Fr Lombardi, will continue serving as the spokesperson for the Holy See and still oversee things at the Vatican press office for the time being.
Born 29 August 1942 in Saluzzo, Piedmont, Italy, he became a Jesuit priest in 1972, and then worked for the influential Jesuit-run magazine, La Civiltà Cattolica, and later served as superior of the Jesuits’ Italian province. On 11 July 2006 Pope Benedict XVI appointed him director of the Vatican Press Office, succeeding Joaquín Navarro-Valls who had held the post for 22 years
In an attempt to create communications that are strategic, accountable, and multi-channel, Pope Francis established in 2015 a new Secretariat for Communications with the aim of coordinating and streamlining the Holy See’s multiple communications outlets. Monsignor Vigano leads the secretariat as prefect and still directs CTV.
The Vatican press office released a statement saying that the management and administration of the Pontifical Council for Social Communications and the press office had already been merged as of January 1.
The timeline for Vatican media reforms foresees Vatican Radio and CTV — which already have been collaborating for years — to completely merge within 2016, it said.
The administrative Director of Vatican’s radio and the chief planner of Pope Francis’ trips, Mr Alberto Gasbarri will also be retiring by the end of the month.
Colombian 46-year-old Monsignor Mauricio Rueda Beltz, who works in the Vatican Secretariat of State will assume Alberto Gasbarri’s duties in handling papal trips abroad.

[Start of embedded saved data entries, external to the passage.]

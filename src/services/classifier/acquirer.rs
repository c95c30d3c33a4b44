use crate::config::{NetworkConfig, RetryPolicy};
use crate::error::AppError;
use crate::models::classify_types::ModelId;
use crate::services::classifier::catalog::ModelDescriptor;
use crate::services::classifier::fetcher::{LoadedModel, ModelFetcher};
use crate::services::classifier::network::NetworkProbe;
use crate::services::classifier::progress::ProgressReporter;
use std::collections::HashMap;
use std::sync::atomic::{AtomicBool, Ordering};
use std::sync::{Arc, Mutex};
use std::time::Duration;
use tokio::task::JoinHandle;
use tokio::time::{Instant, MissedTickBehavior};
use tracing::{info, warn};

pub const NETWORK_LOST_MESSAGE: &str = "⚠️ Network connection lost. Waiting for reconnection...";
pub const NETWORK_RESTORED_MESSAGE: &str = "✓ Connection restored. Resuming download...";

/// Loads one model at a time with retries, backoff and cooperative cancel.
pub struct ModelAcquirer {
    fetcher: Arc<dyn ModelFetcher>,
    probe: Arc<dyn NetworkProbe>,
    retry: RetryPolicy,
    network: NetworkConfig,
    loaded: Mutex<HashMap<ModelId, LoadedModel>>,
    cancel: Arc<AtomicBool>,
}

impl ModelAcquirer {
    pub fn new(
        fetcher: Arc<dyn ModelFetcher>,
        probe: Arc<dyn NetworkProbe>,
        retry: RetryPolicy,
        network: NetworkConfig,
    ) -> Self {
        Self {
            fetcher,
            probe,
            retry,
            network,
            loaded: Mutex::new(HashMap::new()),
            cancel: Arc::new(AtomicBool::new(false)),
        }
    }

    pub fn cancel(&self) {
        self.cancel.store(true, Ordering::Relaxed);
    }

    pub fn reset_cancel_flag(&self) {
        self.cancel.store(false, Ordering::Relaxed);
    }

    pub fn is_cancelled(&self) -> bool {
        self.cancel.load(Ordering::Relaxed)
    }

    pub fn loaded(&self, id: ModelId) -> Option<LoadedModel> {
        self.loaded.lock().ok()?.get(&id).cloned()
    }

    pub async fn load(
        &self,
        descriptor: &ModelDescriptor,
        allow_resume: bool,
        reporter: Option<&ProgressReporter>,
    ) -> Result<LoadedModel, AppError> {
        if let Some(model) = self.loaded(descriptor.id) {
            return Ok(model);
        }

        let max_attempts = self.retry.max_attempts.max(1);
        let mut last_error = None;

        for attempt in 0..max_attempts {
            if self.is_cancelled() {
                info!("Download cancelled for {}", descriptor.id);
                return Err(AppError::Cancelled);
            }

            if attempt > 0 {
                let delay = self.retry.delay_before(attempt);
                info!(
                    "Retry attempt {}/{} for {} after {:?}",
                    attempt + 1,
                    max_attempts,
                    descriptor.id,
                    delay
                );
                self.backoff(delay).await?;
            }

            info!("Loading {} model: {}", descriptor.id, descriptor.remote_id);
            let handle = tokio::spawn(self.fetcher.fetch(
                descriptor.clone(),
                allow_resume,
                self.cancel.clone(),
            ));

            match self.supervise(handle, descriptor, reporter).await {
                Ok(model) => {
                    self.loaded
                        .lock()
                        .map_err(|_| AppError::NonRetriable("Model cache lock poisoned".to_string()))?
                        .insert(descriptor.id, model.clone());
                    info!("{} model loaded successfully", descriptor.id);
                    return Ok(model);
                }
                Err(AppError::Cancelled) => return Err(AppError::Cancelled),
                Err(e) if !e.is_retriable() => {
                    warn!("Giving up on {}: {}", descriptor.id, e);
                    return Err(e);
                }
                Err(e) => {
                    warn!("Error loading {} (attempt {}): {}", descriptor.id, attempt + 1, e);
                    last_error = Some(e);
                }
            }
        }

        warn!("Failed to load {} after {} attempts", descriptor.id, max_attempts);
        Err(AppError::RetriesExhausted {
            attempts: max_attempts,
            reason: last_error
                .map(|e| e.to_string())
                .unwrap_or_else(|| "unknown error".to_string()),
        })
    }

    /// Sleeps `delay` in poll-sized slices so a cancel is seen promptly.
    async fn backoff(&self, delay: Duration) -> Result<(), AppError> {
        let deadline = Instant::now() + delay;
        let slice = self.network.poll_interval();
        loop {
            if self.is_cancelled() {
                info!("Download cancelled during retry delay");
                return Err(AppError::Cancelled);
            }
            let now = Instant::now();
            if now >= deadline {
                return Ok(());
            }
            tokio::time::sleep(slice.min(deadline - now)).await;
        }
    }

    /// Waits for the fetch worker while watching the cancel flag and the network.
    /// A cancel never aborts the worker; it waits for the worker to stop cleanly.
    async fn supervise(
        &self,
        mut handle: JoinHandle<Result<LoadedModel, AppError>>,
        descriptor: &ModelDescriptor,
        reporter: Option<&ProgressReporter>,
    ) -> Result<LoadedModel, AppError> {
        let mut ticker = tokio::time::interval(self.network.poll_interval());
        ticker.set_missed_tick_behavior(MissedTickBehavior::Delay);

        let check_every = self.network.check_every_polls.max(1);
        let mut polls = 0u32;
        let mut pending_cancel = false;
        let mut network_lost = false;

        loop {
            tokio::select! {
                joined = &mut handle => {
                    let outcome = joined.map_err(|e| {
                        AppError::NonRetriable(format!("Download worker failed: {}", e))
                    })?;
                    if pending_cancel || self.is_cancelled() {
                        info!("Current file completed, cancellation complete for {}", descriptor.id);
                        return Err(AppError::Cancelled);
                    }
                    return outcome;
                }
                _ = ticker.tick() => {
                    if !pending_cancel && self.is_cancelled() {
                        info!("Cancel requested for {}, waiting for current file to complete", descriptor.id);
                        pending_cancel = true;
                    }

                    polls += 1;
                    if polls >= check_every {
                        polls = 0;
                        let reachable = self.probe.is_reachable().await;
                        network_lost = self
                            .on_probe(reachable, network_lost, descriptor, reporter)
                            .await;
                    }
                }
            }
        }
    }

    /// Updates user-facing text on a network transition; returns whether the
    /// connection is currently considered lost. The transfer itself is left alone.
    async fn on_probe(
        &self,
        reachable: bool,
        network_lost: bool,
        descriptor: &ModelDescriptor,
        reporter: Option<&ProgressReporter>,
    ) -> bool {
        if !reachable && !network_lost {
            warn!("Network connection lost while loading {}", descriptor.id);
            if let Some(r) = reporter {
                r.restate(NETWORK_LOST_MESSAGE, false);
            }
            return true;
        }
        if reachable && network_lost {
            info!("Network connection restored, resuming {}", descriptor.id);
            if let Some(r) = reporter {
                r.restate(NETWORK_RESTORED_MESSAGE, true);
                tokio::time::sleep(self.network.restore_notice()).await;
                if !self.is_cancelled() {
                    r.restate(format!("Loading {}...", descriptor.id.label()), false);
                }
            }
            return false;
        }
        network_lost
    }
}


#[cfg(test)]
mod tests {
    use super::testing::*;
    use super::*;
    use crate::config::ClassifierConfig;
    use crate::services::classifier::catalog::ModelCatalog;

    fn dog_descriptor() -> ModelDescriptor {
        ModelCatalog::from_config(&ClassifierConfig::default())
            .unwrap()
            .get(ModelId::DogBreed)
            .clone()
    }

    fn transient() -> AppError {
        AppError::Transient("connection reset by peer".to_string())
    }

    fn disk_full() -> AppError {
        AppError::NonRetriable("Insufficient disk space".to_string())
    }

    #[tokio::test]
    async fn transient_failures_retry_then_succeed() {
        let fetcher = ScriptedFetcher::new(vec![Step::Fail(transient), Step::Fail(transient)]);
        let acquirer =
            ModelAcquirer::new(fetcher.clone(), FixedProbe::new(true), fast_retry(), fast_network());

        let result = acquirer.load(&dog_descriptor(), true, None).await;
        assert!(result.is_ok());
        assert_eq!(fetcher.calls(), 3);
        assert!(acquirer.loaded(ModelId::DogBreed).is_some());
    }

    #[tokio::test(start_paused = true)]
    async fn backoff_waits_two_then_four_seconds() {
        let fetcher = ScriptedFetcher::new(vec![Step::Fail(transient), Step::Fail(transient)]);
        let acquirer = ModelAcquirer::new(
            fetcher.clone(),
            FixedProbe::new(true),
            RetryPolicy::default(),
            fast_network(),
        );

        let start = Instant::now();
        acquirer.load(&dog_descriptor(), true, None).await.unwrap();
        let waited = start.elapsed();
        assert!(waited >= Duration::from_secs(6), "waited {:?}", waited);
        assert!(waited < Duration::from_secs(7), "waited {:?}", waited);
    }

    #[tokio::test]
    async fn loaded_models_are_memoised() {
        let fetcher = ScriptedFetcher::new(vec![]);
        let acquirer =
            ModelAcquirer::new(fetcher.clone(), FixedProbe::new(true), fast_retry(), fast_network());
        let d = dog_descriptor();

        acquirer.load(&d, true, None).await.unwrap();
        acquirer.load(&d, true, None).await.unwrap();
        assert_eq!(fetcher.calls(), 1);
    }

    #[tokio::test]
    async fn non_retriable_errors_fail_immediately() {
        let fetcher = ScriptedFetcher::new(vec![Step::Fail(disk_full)]);
        let acquirer =
            ModelAcquirer::new(fetcher.clone(), FixedProbe::new(true), fast_retry(), fast_network());

        let err = acquirer.load(&dog_descriptor(), true, None).await.unwrap_err();
        assert!(matches!(err, AppError::NonRetriable(_)));
        assert_eq!(fetcher.calls(), 1);
    }

    #[tokio::test]
    async fn exhausted_retries_report_reason() {
        let fetcher = ScriptedFetcher::new(vec![
            Step::Fail(transient),
            Step::Fail(transient),
            Step::Fail(transient),
        ]);
        let acquirer =
            ModelAcquirer::new(fetcher.clone(), FixedProbe::new(true), fast_retry(), fast_network());

        let err = acquirer.load(&dog_descriptor(), true, None).await.unwrap_err();
        match err {
            AppError::RetriesExhausted { attempts, reason } => {
                assert_eq!(attempts, 3);
                assert!(reason.contains("connection reset"));
            }
            other => panic!("unexpected {:?}", other),
        }
        assert_eq!(fetcher.calls(), 3);
    }

    #[tokio::test]
    async fn cancel_waits_for_worker_then_reports_cancelled() {
        let fetcher = ScriptedFetcher::new(vec![Step::UntilCancelled]);
        let acquirer = Arc::new(ModelAcquirer::new(
            fetcher.clone(),
            FixedProbe::new(true),
            fast_retry(),
            fast_network(),
        ));

        let task = {
            let acquirer = acquirer.clone();
            tokio::spawn(async move { acquirer.load(&dog_descriptor(), true, None).await })
        };
        tokio::time::sleep(Duration::from_millis(20)).await;
        acquirer.cancel();

        let err = task.await.unwrap().unwrap_err();
        assert!(matches!(err, AppError::Cancelled));
        assert_eq!(fetcher.calls(), 1);
        assert!(acquirer.loaded(ModelId::DogBreed).is_none());
    }

    #[tokio::test(start_paused = true)]
    async fn cancel_during_backoff_is_prompt() {
        let fetcher = ScriptedFetcher::new(vec![Step::Fail(transient)]);
        let acquirer = Arc::new(ModelAcquirer::new(
            fetcher.clone(),
            FixedProbe::new(true),
            RetryPolicy::default(),
            NetworkConfig::default(),
        ));

        let task = {
            let acquirer = acquirer.clone();
            tokio::spawn(async move { acquirer.load(&dog_descriptor(), true, None).await })
        };
        tokio::time::sleep(Duration::from_millis(600)).await;
        acquirer.cancel();
        let start = Instant::now();

        let err = task.await.unwrap().unwrap_err();
        assert!(matches!(err, AppError::Cancelled));
        assert!(start.elapsed() <= Duration::from_millis(500));
        assert_eq!(fetcher.calls(), 1);
    }

    #[tokio::test]
    async fn network_loss_and_restore_only_change_messages() {
        use crate::models::classify_types::DownloadProgress;
        use tokio::sync::watch;

        let fetcher = ScriptedFetcher::new(vec![Step::Slow(Duration::from_millis(80))]);
        let probe = Arc::new(ScriptedProbe(Mutex::new(
            vec![false, false, true].into_iter().collect(),
        )));
        let acquirer = ModelAcquirer::new(fetcher.clone(), probe, fast_retry(), fast_network());

        let (tx, _rx) = watch::channel(DownloadProgress::default());
        let seen = Arc::new(Mutex::new(Vec::<String>::new()));
        let sink = seen.clone();
        let reporter = ProgressReporter::new(
            Arc::new(tx),
            Some(Arc::new(move |_, _, msg: &str| {
                sink.lock().unwrap().push(msg.to_string())
            })),
        );

        acquirer
            .load(&dog_descriptor(), true, Some(&reporter))
            .await
            .unwrap();

        let seen = seen.lock().unwrap();
        let lost = seen.iter().position(|m| m == NETWORK_LOST_MESSAGE).unwrap();
        let restored = seen.iter().position(|m| m == NETWORK_RESTORED_MESSAGE).unwrap();
        assert!(lost < restored);
        assert_eq!(seen.iter().filter(|m| *m == NETWORK_LOST_MESSAGE).count(), 1);
        assert_eq!(seen[restored + 1], "Loading dog breed model...");
        assert_eq!(fetcher.calls(), 1);
    }
}
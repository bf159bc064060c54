//! Periodic background tasks
//!
//! - **Expired token sweep**: delete tokens whose `expires_at` has passed
//! - **WAL checkpoint**: keep the SQLite write-ahead log from growing unbounded
//!
//! Each task runs in its own tokio::spawn with an independent interval timer.

pub mod tasks;

use crate::config::Config;
use crate::db::Database;
use std::time::Duration;

/// Result of a single scheduler task execution
#[derive(Debug)]
pub struct TaskResult {
    pub task_name: String,
    pub items_affected: usize,
    pub errors: usize,
    pub detail: String,
}

/// Start a periodic WAL checkpoint task.
///
/// Only file-backed databases have a WAL; in-memory ones are skipped.
fn start_wal_checkpoint_task(db: Database) {
    if db.path().is_none() {
        return;
    }

    tokio::spawn(async move {
        let interval = Duration::from_secs(300); // 5 minutes
        let mut ticker = tokio::time::interval(interval);
        ticker.tick().await; // Skip immediate tick

        loop {
            ticker.tick().await;
            let result = db
                .with_conn(|conn| {
                    conn.query_row("PRAGMA wal_checkpoint(PASSIVE)", [], |_| Ok(()))
                })
                .await;
            match result {
                Ok(Ok(())) => tracing::debug!("WAL checkpoint completed"),
                Ok(Err(e)) => tracing::warn!("WAL checkpoint failed: {}", e),
                Err(e) => tracing::warn!("WAL checkpoint task failed: {}", e),
            }
        }
    });
}

/// Start the periodic expired token sweep, if enabled
fn start_expired_token_sweep(config: &Config, db: Database) {
    if !config.sweep.enabled {
        tracing::info!(
            "Scheduler: task '{}' is disabled",
            tasks::expired_tokens::TASK_NAME
        );
        return;
    }

    let interval_minutes = u64::from(config.sweep.interval_minutes.max(1));
    tracing::info!(
        "Scheduler: starting task '{}' (every {} minutes)",
        tasks::expired_tokens::TASK_NAME,
        interval_minutes
    );

    tokio::spawn(async move {
        let mut ticker = tokio::time::interval(Duration::from_secs(interval_minutes * 60));

        // The first tick fires immediately, so stale rows left by a previous
        // run are removed at startup.
        loop {
            ticker.tick().await;
            let result = tasks::expired_tokens::execute(&db).await;

            if result.errors > 0 {
                tracing::warn!(
                    "Scheduler: task '{}' completed with {} errors: {}",
                    result.task_name,
                    result.errors,
                    result.detail
                );
            } else if result.items_affected > 0 {
                tracing::info!(
                    "Scheduler: task '{}' completed: {}",
                    result.task_name,
                    result.detail
                );
            } else {
                tracing::debug!("Scheduler: task '{}' completed (no changes)", result.task_name);
            }
        }
    });
}

/// Start all enabled periodic tasks
pub fn start_scheduler(config: &Config, db: Database) {
    start_wal_checkpoint_task(db.clone());
    start_expired_token_sweep(config, db);
}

Currently, the Vatican relies on nine separate offices: the Pontifical Council for Social Communications; the Vatican press office; the Vatican Internet office; Vatican Radio; the Vatican television production studio, CTV; the Vatican newspaper, L’Osservatore Romano; the Vatican printing press; the Vatican photograph service; and the Vatican publishing house, Libreria Editrice Vaticana. These nine operations will be gradually integrated in the nearest future.